The agent stopped and reported. It correctly identified that precedent:test-oracle was the existing carve-out, but framed only for value equality on a posterior’s expected value — not for structural equality on its representation parameters. It proposed three resolutions and recommended one: not a sibling precedent, but a widening of the existing precedent to admit both equality forms, with the same justification (“tests of the reasoner need an oracle stronger than production code”) explicitly extended to the structural form.

This was the right call. But it was not the call I would have anticipated. The original SPEC.md exception list was written before step 2 surfaced what conjugate-correctness tests actually need. The widening doesn’t loosen the policy; it makes the policy say what it always meant. If a future pass surfaces a third equality form — joint distribution equality on factors, or equality on the structure posterior itself, or whatever — the same framing extends naturally without needing yet another precedent.

The constitutional moment is the one where the rules turn out to need amendment, the agent notices, and the amendment is narrower than the path of least resistance. The path of least resistance was to add a pragma and move on. The path actually taken was to ratify a constitutional clarification. The cadence’s discipline is what made that path visible.

The reconstruction

At step 8 the agent inherited a worktree where steps 2 through 7 were uncommitted — the prior session had left them sitting as a single un-staged blob. The natural thing to do would have been to make one giant commit. The cadence-respecting thing was to carve the worktree along step boundaries and reconstruct seven commits.

The reconstruction is at one level a fiction — those commits were never made at the time. At another level it’s the most honest record available, because the work was done in that sequence, with stop-and-report review between each step. The git history now matches the cadence; it tells the same story the SPEC sequencing tells. A future archaeologist running git log --reverse can walk through the same seven moments the project actually moved through.

This was tedious. It was worth it. The discipline of preserving structural seams in git pays the same kind of dividend the discipline of preserving structural seams in code does: it lets the next pass start from a known good shape, not a blob.

What ships, what waits

What ships: a body-brain governance loop with opaque-brain discipline, three-effector EU-maximisation with an inline EVPI gate, five declared kebab-case features, BDSL-driven action and feature spaces, an append-only observation log with replay durability, SSE+POST wire transport, fail-open semantics under daemon outage, and zero production-side lint pragmas.

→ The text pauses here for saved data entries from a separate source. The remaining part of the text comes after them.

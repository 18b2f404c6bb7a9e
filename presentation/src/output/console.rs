//! Console output formatter for consensus results

use colored::Colorize;
use consensus_domain::{ConsensusLevel, FinalPayload, ProviderId, RawAnswer};

/// Formats consensus results for console display
pub struct ConsoleFormatter;

impl ConsoleFormatter {
    /// Format the complete result: verdict, claims, conflicts and raw answers
    pub fn format(question: &str, payload: &FinalPayload) -> String {
        let verdict = &payload.verdict;
        let mut output = String::new();

        output.push_str(&Self::header("LLM Consensus"));
        output.push('\n');

        output.push_str(&format!("{} {}\n\n", "Question:".cyan().bold(), question));
        output.push_str(&format!(
            "{} {}\n\n",
            "Providers:".cyan().bold(),
            payload
                .raw_answers
                .iter()
                .map(|(p, _)| p.display_name())
                .collect::<Vec<_>>()
                .join(", ")
        ));

        output.push_str(&Self::section_header("Verdict"));
        output.push_str(&format!(
            "\n{} {}\n",
            "Score:".bold(),
            Self::score_line(verdict.consensus_score, verdict.consensus_level)
        ));
        output.push_str(&format!(
            "{} {}\n\n{}\n",
            "Judge:".bold(),
            payload.judge.display_name(),
            verdict.summary
        ));

        if !verdict.claims.is_empty() {
            output.push_str(&Self::section_header("Claims"));
            for claim in &verdict.claims {
                let marker = if claim.is_disputed() {
                    "!".yellow().bold()
                } else {
                    "*".green().bold()
                };
                output.push_str(&format!("\n{} {}\n", marker, claim.text));
                output.push_str(&format!(
                    "    {} {}\n",
                    "supported by:".dimmed(),
                    Self::names(&claim.supporters)
                ));
                if claim.is_disputed() {
                    output.push_str(&format!(
                        "    {} {}\n",
                        "disputed by:".dimmed(),
                        Self::names(&claim.dissenters)
                    ));
                }
                if let Some(warning) = &claim.warning {
                    output.push_str(&format!("    {} {}\n", "warning:".yellow(), warning));
                }
            }
        }

        if !verdict.conflicts().is_empty() {
            output.push_str(&Self::section_header("Conflicts"));
            for conflict in verdict.conflicts() {
                output.push_str(&format!(
                    "\n{}\n{}\n",
                    conflict.topic.yellow().bold(),
                    Self::indent(&conflict.description, "  ")
                ));
            }
        }

        output.push_str(&Self::section_header("Raw Answers"));
        for (provider, answer) in payload.raw_answers.iter() {
            match answer {
                RawAnswer::Text(text) => output.push_str(&format!(
                    "\n{}\n{}\n",
                    format!("── {} ──", provider.display_name()).yellow().bold(),
                    text
                )),
                RawAnswer::Unavailable => output.push_str(&format!(
                    "\n{}\n{}\n",
                    format!("── {} ──", provider.display_name()).red().bold(),
                    answer.as_str().dimmed()
                )),
            }
        }

        output.push_str(&Self::footer());

        output
    }

    /// Format as JSON
    pub fn format_json(payload: &FinalPayload) -> String {
        serde_json::to_string_pretty(payload).unwrap_or_else(|_| "{}".to_string())
    }

    /// Format score and summary only (concise output)
    pub fn format_summary(question: &str, payload: &FinalPayload) -> String {
        let verdict = &payload.verdict;
        let mut output = String::new();

        output.push_str(&format!("{}\n\n", "=== LLM Consensus ===".cyan().bold()));
        output.push_str(&format!("{} {}\n\n", "Q:".bold(), question));
        output.push_str(&format!(
            "{} {}\n\n",
            "Consensus:".dimmed(),
            Self::score_line(verdict.consensus_score, verdict.consensus_level)
        ));
        output.push_str(&verdict.summary);
        output.push('\n');

        output
    }

    fn score_line(score: u8, level: ConsensusLevel) -> String {
        let label = format!("{score}/100 ({level})");
        match level {
            ConsensusLevel::High => label.green().bold().to_string(),
            ConsensusLevel::Medium => label.yellow().bold().to_string(),
            ConsensusLevel::Low => label.red().bold().to_string(),
        }
    }

    fn names(providers: &[ProviderId]) -> String {
        if providers.is_empty() {
            return "-".to_string();
        }
        providers
            .iter()
            .map(|p| p.display_name())
            .collect::<Vec<_>>()
            .join(", ")
    }

    fn header(title: &str) -> String {
        let line = "=".repeat(60);
        format!("{}\n{:^60}\n{}", line.cyan(), title.bold(), line.cyan())
    }

    fn section_header(title: &str) -> String {
        format!("\n{}\n{}\n", title.cyan().bold(), "-".repeat(40))
    }

    fn footer() -> String {
        format!("\n{}\n", "=".repeat(60).cyan())
    }

    /// Indent a multi-line string
    pub fn indent(text: &str, prefix: &str) -> String {
        text.lines()
            .map(|line| format!("{}{}", prefix, line))
            .collect::<Vec<_>>()
            .join("\n")
    }
}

What waits: the structure-learning machinery that makes the brain do what it could do but currently doesn’t. The Pass-1 brain has a single global Beta over P(approve), no feature conditioning at decision time. Pass 2 will replace it with a structure-learning posterior that conditions on features as evidence accumulates, with the dependency structure itself a thing the brain reasons over and updates. The wire schema doesn’t change; the body doesn’t change. The whole point of Pass 1 was to make Pass 2 architecturally invisible.

There’s a PASS-2-NOTES.md file in the project that collects the breadcrumbs surfaced during Pass 1: the unbounded growth of an in-memory correlation table on long sessions, the tool-completed JSON round-trip not exercised by the replay test, the test directory layout asymmetry between Julia (co-located with daemon) and TypeScript (one level up from extension), the local-dev Pkg.instantiate() hint that ought to be in the daemon README, the precedent-widening framing for any third equality form, the effector signal action-space guard that’s correct under extension. None of these is a Pass-1 bug. All of them are things the next person opening this branch will appreciate having found in writing.

This is the discipline that makes a multi-pass project actually multi-pass. The first pass leaves enough behind that the second pass starts from a known good shape, with the open questions named, the constitutional clarifications made, and the wire schema stable. Pass 1 closed; Pass 2 will open on a fresh branch when the time comes. The brain is opaque to the body. The body has tentacles. The maths does the rest.